> DIRECTIONS FOR THIS TASK:
Once the line containing "not be resolved." has been printed, stop; print every line before it exactly, starting at the top of the material below.

> DATA SECTION:
//! Error types for EMI.

use std::io;
use std::net::SocketAddr;

use thiserror::Error;

/// Errors from the channel qualifier codec.
#[derive(Debug, Error, Clone, Copy, PartialEq, Eq)]
pub enum QualifierError {
    /// Channel type outside 0..=3.
    #[error("invalid channel type: {0}")]
    InvalidType(u8),

    /// Channel number outside 0..=31.
    #[error("invalid channel number: {0}")]
    InvalidNumber(u8),

    /// Reserved bit 0x20 set.
    #[error("reserved bit set in qualifier {0:#04x}")]
    Reserved(u8),
}

/// Errors returned by operations on a connection.
#[derive(Debug, Error, Clone, PartialEq, Eq)]
pub enum ConnectionError {
    /// The connection is closing or closed.
    #[error("connection closed")]
    Closed,

    /// Empty messages cannot be sent.
    #[error("empty message")]
    EmptyMessage,

    /// Message does not fit in a single datagram.
    #[error("message too large: {size} bytes (max {max})")]
    MessageTooLarge {
        /// Size of the rejected message.
        size: usize,
        /// Largest payload that fits in a datagram.
        max: usize,
    },

    /// The sender buffer has no room for the message.
    #[error("sender buffer full ({capacity} bytes)")]
    SenderBufferFull {
        /// Sender buffer capacity in bytes.
        capacity: usize,
    },
}

/// Errors surfaced by `connect`.
#[derive(Debug, Error)]
pub enum ConnectError {
    /// Host name could not be resolved.
    #[error("DNS resolution failed: {0}")]
    DnsResolutionFailed(String),

    /// The peer never answered the connection request.
    #[error("connect timed out")]
    TimedOut,

    /// The peer refused the connection.
    #[error("connection rejected")]
    Rejected,

    /// A connection to this peer already exists on the socket.
    #[error("already connected to {0}")]
    AlreadyConnected(SocketAddr),

    /// The connection attempt was closed locally before it completed.
    #[error("connect cancelled")]
    Cancelled,

    /// The socket was closed.
    #[error("socket closed")]
    SocketClosed,
}

/// Why a rendezvous through a mediator failed.
#[derive(Debug, Clone, Copy, PartialEq, Eq)]
pub enum RendezvousFailure {
    /// Cookie MAC did not verify or the cookie expired.
    InvalidCookie,
    /// Cookie was already used by a completed rendezvous.
    CookieConsumed,
    /// The mediator never answered.
    MediatorUnreachable,
    /// The mediator answered but no peer arrived in time.
    TimedOut,
}

impl std::fmt::Display for RendezvousFailure {
    fn fmt(&self, f: &mut std::fmt::Formatter<'_>) -> std::fmt::Result {
        let s = match self {
            Self::InvalidCookie => "invalid or expired cookie",
            Self::CookieConsumed => "cookie already consumed",
            Self::MediatorUnreachable => "mediator unreachable",
            Self::TimedOut => "no peer arrived",
        };
        f.write_str(s)
    }
}

/// Errors surfaced by `connect_p2p`.
#[derive(Debug, Error)]
pub enum P2pError {
    /// The mediator rejected or never completed the rendezvous.
    #[error("rendezvous failed: {0}")]
    RendezvousFailed(RendezvousFailure),

    /// Peers were matched but no authenticated handshake got through.
    #[error("p2p handshake failed")]
    HandshakeFailed,

    /// The socket was closed.
    #[error("socket closed")]
    SocketClosed,
}

/// Errors in the crypto layer.
#[derive(Debug, Error, Clone, PartialEq, Eq)]
pub enum CryptoError {
    /// MAC key has the wrong length.
    #[error("invalid key length")]
    InvalidKeyLength,

    /// Token bytes have the wrong length.
    #[error("invalid token length: expected {expected}, got {actual}")]
    InvalidLength {
        /// Expected length.
        expected: usize,
        /// Actual length.
        actual: usize,
    },
}

/// Configuration errors. Raised eagerly when a socket is opened.
#[derive(Debug, Error, Clone, PartialEq)]
pub enum ConfigError {
    /// Option name is not recognised.
    #[error("unknown option: {0}")]
    UnknownOption(String),

    /// Option value could not be parsed.
    #[error("invalid value for {option}: {value}")]
    InvalidValue {
        /// Option name.
        option: String,
        /// Raw value.
        value: String,
    },

    /// Option value is outside its allowed range.
    #[error("{option} out of range: {reason}")]
    OutOfRange {
        /// Option name.
        option: &'static str,
        /// Allowed range.
        reason: &'static str,
    },
}

/// Top-level EMI errors.
#[derive(Debug, Error)]
pub enum EmiError {
    /// Configuration error.
    #[error("configuration error: {0}")]
    Config(#[from] ConfigError),

    /// Connect error.
    #[error("connect error: {0}")]
    Connect(#[from] ConnectError),

    /// P2P error.
    #[error("p2p error: {0}")]
    P2p(#[from] P2pError),

    /// Connection error.
    #[error("connection error: {0}")]
    Connection(#[from] ConnectionError),

    /// Qualifier error.
    #[error("qualifier error: {0}")]
    Qualifier(#[from] QualifierError),

    /// Crypto error.
    #[error("crypto error: {0}")]
    Crypto(#[from] CryptoError),

    /// I/O error.
    #[error("i/o error: {0}")]
    Io(#[from] io::Error),
}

> RESPONSE BOX:
//! Error types for EMI.

use std::io;
use std::net::SocketAddr;

use thiserror::Error;

/// Errors from the channel qualifier codec.
#[derive(Debug, Error, Clone, Copy, PartialEq, Eq)]
pub enum QualifierError {
    /// Channel type outside 0..=3.
    #[error("invalid channel type: {0}")]
    InvalidType(u8),

    /// Channel number outside 0..=31.
    #[error("invalid channel number: {0}")]
    InvalidNumber(u8),

    /// Reserved bit 0x20 set.
    #[error("reserved bit set in qualifier {0:#04x}")]
    Reserved(u8),
}

/// Errors returned by operations on a connection.
#[derive(Debug, Error, Clone, PartialEq, Eq)]
pub enum ConnectionError {
    /// The connection is closing or closed.
    #[error("connection closed")]
    Closed,

    /// Empty messages cannot be sent.
    #[error("empty message")]
    EmptyMessage,

    /// Message does not fit in a single datagram.
    #[error("message too large: {size} bytes (max {max})")]
    MessageTooLarge {
        /// Size of the rejected message.
        size: usize,
        /// Largest payload that fits in a datagram.
        max: usize,
    },

    /// The sender buffer has no room for the message.
    #[error("sender buffer full ({capacity} bytes)")]
    SenderBufferFull {
        /// Sender buffer capacity in bytes.
        capacity: usize,
    },
}

/// Errors surfaced by `connect`.
#[derive(Debug, Error)]
pub enum ConnectError {
    /// Host name could not be resolved.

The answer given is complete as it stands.